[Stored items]

#[async_trait]
impl Connector for ServiceDeskConnector {
    fn kind(&self) -> &'static str {
        "servicedesk"
    }

    /// No work-item relations in the requests API; the engine records link
    /// syncs against this driver as skipped.
    fn capabilities(&self) -> Capabilities {
        Capabilities {
            create: true,
            update: true,
            delete: true,
            query: true,
            comments: true,
            links: false,
            history: false,
            bidirectional: true,
            webhooks: false,
            realtime: false,
        }
    }

    async fn connect(&self) -> Result<()> {
        if self.is_stub_key() {
            return Ok(());
        }
        self.api(
            reqwest::Method::GET,
            "/requests?input_data=%7B%22list_info%22%3A%7B%22row_count%22%3A1%7D%7D",
            None,
        )
        .await
        .map(|_| ())
    }

    async fn test_connection(&self) -> Result<ConnectionTest> {
        if self.is_stub_key() {
            return Ok(ConnectionTest {
                success: true,
                message: "stub mode".into(),
                details: None,
            });
        }
        match self.connect().await {
            Ok(()) => Ok(ConnectionTest {
                success: true,
                message: "connected".into(),
                details: None,
            }),
            Err(e) => Ok(ConnectionTest {
                success: false,
                message: e.to_string(),
                details: None,
            }),
        }
    }

    async fn get_work_item_types(&self) -> Result<Vec<RemoteType>> {
        Ok(vec![
            RemoteType { name: "Request".into(), id: "request".into() },
            RemoteType { name: "Incident".into(), id: "incident".into() },
        ])
    }

    async fn get_fields(&self, _type_id: &str) -> Result<Vec<RemoteField>> {
        Ok(vec![
            simple_field(canonical::TITLE, "Subject", FieldDataType::String, true),
            simple_field(canonical::DESCRIPTION, "Description", FieldDataType::Html, false),
            simple_field(canonical::STATE, "Status", FieldDataType::Picklist, true),
            simple_field(canonical::PRIORITY, "Priority", FieldDataType::Picklist, false),
            simple_field(canonical::ASSIGNEE, "Technician", FieldDataType::Identity, false),
        ])
    }

    async fn get_statuses(&self, _type_id: &str) -> Result<Vec<RemoteStatus>> {
        Ok(vec![
            sdp_status("Open", StatusCategory::Proposed, 0),
            sdp_status("On Hold", StatusCategory::InProgress, 1),
            sdp_status("In Progress", StatusCategory::InProgress, 2),
            sdp_status("Resolved", StatusCategory::Completed, 3),
            sdp_status("Closed", StatusCategory::Completed, 4),
        ])
    }

    async fn get_work_item(&self, id: &str) -> Result<RemoteWorkItem> {
        if self.is_stub_key() {
            return Ok(self.stub_item(id));
        }
        let body = self
            .api(reqwest::Method::GET, &format!("/requests/{id}"), None)
            .await?;
        let request = body
            .get("request")
            .ok_or_else(|| WsError::ItemNotFound(id.to_string()))?;
        Ok(self.normalize(request))
    }

    /// Filter forms: `{"search_criteria": {...}}` is passed through to
    /// `list_info`; anything else lists the newest requests.
    async fn query_work_items(&self, filter: &serde_json::Value) -> Result<Vec<RemoteWorkItem>> {
        if self.is_stub_key() {
            return Ok(vec![self.stub_item("101"), self.stub_item("102")]);
        }
        let mut list_info = serde_json::json!({"row_count": 100, "sort_field": "last_updated_time"});
        if let Some(criteria) = filter.get("search_criteria") {
            list_info["search_criteria"] = criteria.clone();
        }
        let body = self
            .api(
                reqwest::Method::GET,
                "/requests",
                Some(&serde_json::json!({"list_info": list_info})),
            )
            .await?;
        let items = body
            .get("requests")
            .and_then(|v| v.as_array())
            .map(|arr| arr.iter().map(|raw| self.normalize(raw)).collect())
            .unwrap_or_default();
        Ok(items)
    }

    async fn create_work_item(&self, item_type: &str, fields: &FieldMap) -> Result<RemoteWorkItem> {
        if self.is_stub_key() {
            let mut item = self.stub_item("500");
            item.item_type = item_type.to_string();
            item.fields = fields.clone();
            return Ok(item);
        }
        let body = self
            .api(
                reqwest::Method::POST,
                "/requests",
                Some(&self.denormalize(fields)),
            )
            .await?;
        let request = body
            .get("request")
            .ok_or_else(|| WsError::Execution("servicedesk create returned no request".into()))?;
        Ok(self.normalize(request))
    }

    async fn update_work_item(&self, id: &str, fields: &FieldMap) -> Result<RemoteWorkItem> {
        if self.is_stub_key() {
            let mut item = self.stub_item(id);
            for (k, v) in fields {
                item.fields.insert(k.clone(), v.clone());
            }
            return Ok(item);
        }
        let body = self
            .api(
                reqwest::Method::PUT,
                &format!("/requests/{id}"),
                Some(&self.denormalize(fields)),
            )
            .await?;
        let request = body
            .get("request")
            .ok_or_else(|| WsError::ItemNotFound(id.to_string()))?;
        Ok(self.normalize(request))
    }

    async fn delete_work_item(&self, id: &str) -> Result<()> {
        if self.is_stub_key() {
            return Ok(());
        }
        self.api(reqwest::Method::DELETE, &format!("/requests/{id}"), None)
            .await
            .map(|_| ())
    }

    async fn get_comments(&self, id: &str) -> Result<Vec<RemoteComment>> {
        if self.is_stub_key() {
            return Ok(vec![]);
        }
        let body = self
            .api(reqwest::Method::GET, &format!("/requests/{id}/notes"), None)
            .await?;
        let comments = body
            .get("notes")
            .and_then(|v| v.as_array())
            .map(|arr| {
                arr.iter()
                    .filter_map(|n| {
                        Some(RemoteComment {
                            id: n.get("id")?.to_string().trim_matches('"').to_string(),
                            text: n
                                .get("description")
                                .and_then(|d| d.as_str())
                                .unwrap_or_default()
                                .to_string(),
                            author: n
                                .pointer("/created_by/name")
                                .and_then(|a| a.as_str())
                                .map(str::to_string),
                            created_at: epoch_field(n, "created_time")
                                .and_then(|s| DateTime::parse_from_rfc3339(&s).ok())
                                .map(|dt| dt.with_timezone(&Utc)),
                        })
                    })
                    .collect()
            })
            .unwrap_or_default();
        Ok(comments)
    }

    async fn add_comment(&self, id: &str, text: &str) -> Result<RemoteComment> {
        if self.is_stub_key() {
            return Ok(RemoteComment {
                id: "1".into(),
                text: text.to_string(),
                author: None,
                created_at: Some(Utc::now()),
            });
        }
        let body = self
            .api(
                reqwest::Method::POST,
                &format!("/requests/{id}/notes"),
                Some(&serde_json::json!({"note": {"description": text}})),
            )
            .await?;
        Ok(RemoteComment {
            id: body
                .pointer("/note/id")
                .map(|v| v.to_string().trim_matches('"').to_string())
                .unwrap_or_default(),
            text: text.to_string(),
            author: None,
            created_at: Some(Utc::now()),
        })
    }

    fn get_work_item_url(&self, id: &str) -> String {
        format!("{}/WorkOrder.do?woMode=viewWO&woID={}", self.base_url, id)
    }

    /// Cross-system priority coercion: Azure DevOps numeric priorities map to
    /// the ServiceDesk priority ladder.
    fn transform_field_value(
        &self,
        reference: &str,
        value: &serde_json::Value,
        source_kind: &str,
    ) -> serde_json::Value {
        if reference == canonical::PRIORITY && source_kind == "azure_devops" {
            if let Some(n) = value.as_i64() {
                let name = match n {
                    1 => "High",
                    2 => "Medium",
                    3 => "Low",
                    _ => "Normal",
                };
                return serde_json::json!(name);
            }
        }
        value.clone()
    }
}
//! The closed, named set of pure value transformations used by field
//! mappings.
//!
//! Each function is addressable by a string name; a chain is an ordered list
//! of `{name, args}` steps. If any step yields null the chain short-circuits
//! to null. Unknown names fail the mapping with
//! [`WsError::TransformUnknown`].

use std::collections::HashMap;

use chrono::{DateTime, Utc};
use serde::{Deserialize, Serialize};

use ws_core::error::{Result, WsError};

/// One step of a transformation chain.
#[derive(Debug, Clone, Serialize, Deserialize)]
pub struct TransformStep {
    pub name: String,
    #[serde(default)]
    pub args: serde_json::Value,
}

/// Parse the stored transformation column: either a single `{name, args}`
/// object or an array of them.
pub fn parse_chain(value: &serde_json::Value) -> Result<Vec<TransformStep>> {
    let parsed: std::result::Result<Vec<TransformStep>, _> = if value.is_array() {
        serde_json::from_value(value.clone())
    } else {
        serde_json::from_value(value.clone()).map(|step: TransformStep| vec![step])
    };
    parsed.map_err(|e| WsError::Configuration(format!("malformed transformation: {e}")))
}

/// Whether a transformation name is in the registered set.
pub fn is_known(name: &str) -> bool {
    const KNOWN: &[&str] = &[
        "identity",
        "uppercase",
        "lowercase",
        "trim",
        "to_number",
        "to_string",
        "to_boolean",
        "date_format",
        "email_to_username",
        "replace",
        "concat",
        "split",
        "truncate",
        "html_to_text",
        "text_to_html",
        "markdown_to_text",
        "extract_path_head",
        "replace_path_head",
        "azure_priority_to_servicedesk",
        "servicedesk_priority_to_azure",
    ];
    KNOWN.contains(&name)
}

/// Apply a chain to a value, expanding `$context.key` argument strings from
/// `ctx` first. Null short-circuits.
pub fn apply_chain(
    steps: &[TransformStep],
    value: serde_json::Value,
    ctx: &HashMap<String, String>,
) -> Result<serde_json::Value> {
    let mut current = value;
    for step in steps {
        if current.is_null() {
            return Ok(serde_json::Value::Null);
        }
        let args = substitute_context(&step.args, ctx);
        current = apply(&step.name, &args, current)?;
    }
    Ok(current)
}

/// Expand `$context.key` strings anywhere inside the args value.
fn substitute_context(
    args: &serde_json::Value,
    ctx: &HashMap<String, String>,
) -> serde_json::Value {
    match args {
        serde_json::Value::String(s) => {
            if let Some(key) = s.strip_prefix("$context.") {
                match ctx.get(key) {
                    Some(v) => serde_json::Value::String(v.clone()),
                    None => args.clone(),
                }
            } else {
                args.clone()
            }
        }
        serde_json::Value::Object(map) => serde_json::Value::Object(
            map.iter()
                .map(|(k, v)| (k.clone(), substitute_context(v, ctx)))
                .collect(),
        ),
        serde_json::Value::Array(arr) => serde_json::Value::Array(
            arr.iter().map(|v| substitute_context(v, ctx)).collect(),
        ),
        other => other.clone(),
    }
}

/// Apply one named transformation.
pub fn apply(name: &str, args: &serde_json::Value, value: serde_json::Value) -> Result<serde_json::Value> {
    use serde_json::Value;
    let out = match name {
        "identity" => value,
        "uppercase" => map_str(value, |s| s.to_uppercase()),
        "lowercase" => map_str(value, |s| s.to_lowercase()),
        "trim" => map_str(value, |s| s.trim().to_string()),
        "to_number" => match value {
            Value::Number(n) => Value::Number(n),
            Value::String(s) => s
                .trim()
                .parse::<f64>()
                .ok()
                .and_then(serde_json::Number::from_f64)
                .map(Value::Number)
                .unwrap_or(Value::Null),
            Value::Bool(b) => Value::Number((b as i64).into()),
            _ => Value::Null,
        },
        "to_string" => match value {
            Value::String(s) => Value::String(s),
            Value::Null => Value::Null,
            other => Value::String(scalar_to_string(&other)),
        },
        "to_boolean" => match value {
            Value::Bool(b) => Value::Bool(b),
            Value::Number(n) => Value::Bool(n.as_f64().is_some_and(|f| f != 0.0)),
            Value::String(s) => {
                let s = s.trim().to_lowercase();
                Value::Bool(matches!(s.as_str(), "true" | "yes" | "1" | "on"))
            }
            _ => Value::Null,
        },
        "date_format" => {
            let format = args.get("format").and_then(|v| v.as_str()).unwrap_or("iso");
            match parse_date(&value) {
                Some(dt) => match format {
                    "short" => Value::String(dt.format("%Y-%m-%d").to_string()),
                    _ => Value::String(dt.to_rfc3339()),
                },
                None => Value::Null,
            }
        }
        "email_to_username" => map_str(value, |s| {
            s.split('@').next().unwrap_or_default().to_string()
        }),
        "replace" => {
            let search = args.get("search").and_then(|v| v.as_str()).unwrap_or("");
            let replacement = args.get("replace").and_then(|v| v.as_str()).unwrap_or("");
            if search.is_empty() {
                value
            } else {
                map_str(value, |s| s.replace(search, replacement))
            }
        }
        "concat" => {
            let prefix = args.get("prefix").and_then(|v| v.as_str()).unwrap_or("");
            let suffix = args.get("suffix").and_then(|v| v.as_str()).unwrap_or("");
            map_str(value, |s| format!("{prefix}{s}{suffix}"))
        }
        "split" => {
            let separator = args.get("separator").and_then(|v| v.as_str()).unwrap_or(",");
            let index = args.get("index").and_then(|v| v.as_u64()).unwrap_or(0) as usize;
            match value.as_str() {
                Some(s) => s
                    .split(separator)
                    .nth(index)
                    .map(|part| Value::String(part.trim().to_string()))
                    .unwrap_or(Value::Null),
                None => Value::Null,
            }
        }
        "truncate" => {
            let length = args.get("length").and_then(|v| v.as_u64()).unwrap_or(255) as usize;
            map_str(value, |s| s.chars().take(length).collect())
        }
        "html_to_text" => map_str(value, |s| html_to_text(&s)),
        "text_to_html" => map_str(value, |s| text_to_html(&s)),
        "markdown_to_text" => map_str(value, |s| markdown_to_text(&s)),
        "extract_path_head" => map_str(value, |s| {
            s.split('\\').next().unwrap_or_default().to_string()
        }),
        "replace_path_head" => {
            let head = args.get("head").and_then(|v| v.as_str()).unwrap_or("");
            map_str(value, |s| {
                let tail: Vec<&str> = s.split('\\').skip(1).collect();
                if tail.is_empty() {
                    head.to_string()
                } else {
                    format!("{}\\{}", head, tail.join("\\"))
                }
            })
        }
        "azure_priority_to_servicedesk" => match value.as_i64() {
            Some(1) => Value::String("High".into()),
            Some(2) => Value::String("Medium".into()),
            Some(3) => Value::String("Low".into()),
            Some(_) => Value::String("Normal".into()),
            None => Value::Null,
        },
        "servicedesk_priority_to_azure" => match value.as_str() {
            Some("High") | Some("Urgent") => Value::Number(1.into()),
            Some("Medium") | Some("Normal") => Value::Number(2.into()),
            Some("Low") => Value::Number(3.into()),
            _ => Value::Null,
        },
        unknown => return Err(WsError::TransformUnknown(unknown.to_string())),
    };
    Ok(out)
}

fn map_str(value: serde_json::Value, f: impl Fn(String) -> String) -> serde_json::Value {
    match value {
        serde_json::Value::String(s) => serde_json::Value::String(f(s)),
        serde_json::Value::Null => serde_json::Value::Null,
        other => serde_json::Value::String(f(scalar_to_string(&other))),
    }
}

fn scalar_to_string(value: &serde_json::Value) -> String {
    match value {
        serde_json::Value::String(s) => s.clone(),
        other => other.to_string(),
    }
}

fn parse_date(value: &serde_json::Value) -> Option<DateTime<Utc>> {
    match value {
        serde_json::Value::String(s) => DateTime::parse_from_rfc3339(s)
            .map(|dt| dt.with_timezone(&Utc))
            .ok(),
        serde_json::Value::Number(n) => n
            .as_i64()
            .and_then(DateTime::<Utc>::from_timestamp_millis),
        _ => None,
    }
}

fn html_to_text(html: &str) -> String {
    let mut out = String::with_capacity(html.len());
    let mut in_tag = false;
    for c in html.chars() {
        match c {
            '<' => in_tag = true,
            '>' => in_tag = false,
            c if !in_tag => out.push(c),
            _ => {}
        }
    }
    out.replace("&nbsp;", " ")
        .replace("&amp;", "&")
        .replace("&lt;", "<")
        .replace("&gt;", ">")
        .replace("&quot;", "\"")
        .replace("&#39;", "'")
        .trim()
        .to_string()
}

fn text_to_html(text: &str) -> String {
    text.replace('&', "&amp;")
        .replace('<', "&lt;")
        .replace('>', "&gt;")
        .replace('\n', "<br>")
}

fn markdown_to_text(md: &str) -> String {
    let mut out = String::with_capacity(md.len());
    for line in md.lines() {
        let line = line.trim_start_matches('#').trim_start();
        let mut rest = line;
        // Rewrite [text](url) links to their text.
        let mut cleaned = String::new();
        while let Some(open) = rest.find('[') {
            if let Some(close) = rest[open..].find("](") {
                if let Some(end) = rest[open + close..].find(')') {
                    cleaned.push_str(&rest[..open]);
                    cleaned.push_str(&rest[open + 1..open + close]);
                    rest = &rest[open + close + end + 1..];
                    continue;
                }
            }
            break;
        }
        cleaned.push_str(rest);
        let cleaned = cleaned.replace("**", "").replace('`', "").replace('_', "");
        if !out.is_empty() {
            out.push('\n');
        }
        out.push_str(cleaned.trim());
    }
    out.trim().to_string()
}

// ---------------------------------------------------------------------------
// Tests
// ---------------------------------------------------------------------------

* Aim of the exercise *
From the entries above, copy each line holding "canonical".

* Exercise solution *
            simple_field(canonical::TITLE, "Subject", FieldDataType::String, true),
            simple_field(canonical::DESCRIPTION, "Description", FieldDataType::Html, false),
            simple_field(canonical::STATE, "Status", FieldDataType::Picklist, true),
            simple_field(canonical::PRIORITY, "Priority", FieldDataType::Picklist, false),
            simple_field(canonical::ASSIGNEE, "Technician", FieldDataType::Identity, false),
        if reference == canonical::PRIORITY && source_kind == "azure_devops" {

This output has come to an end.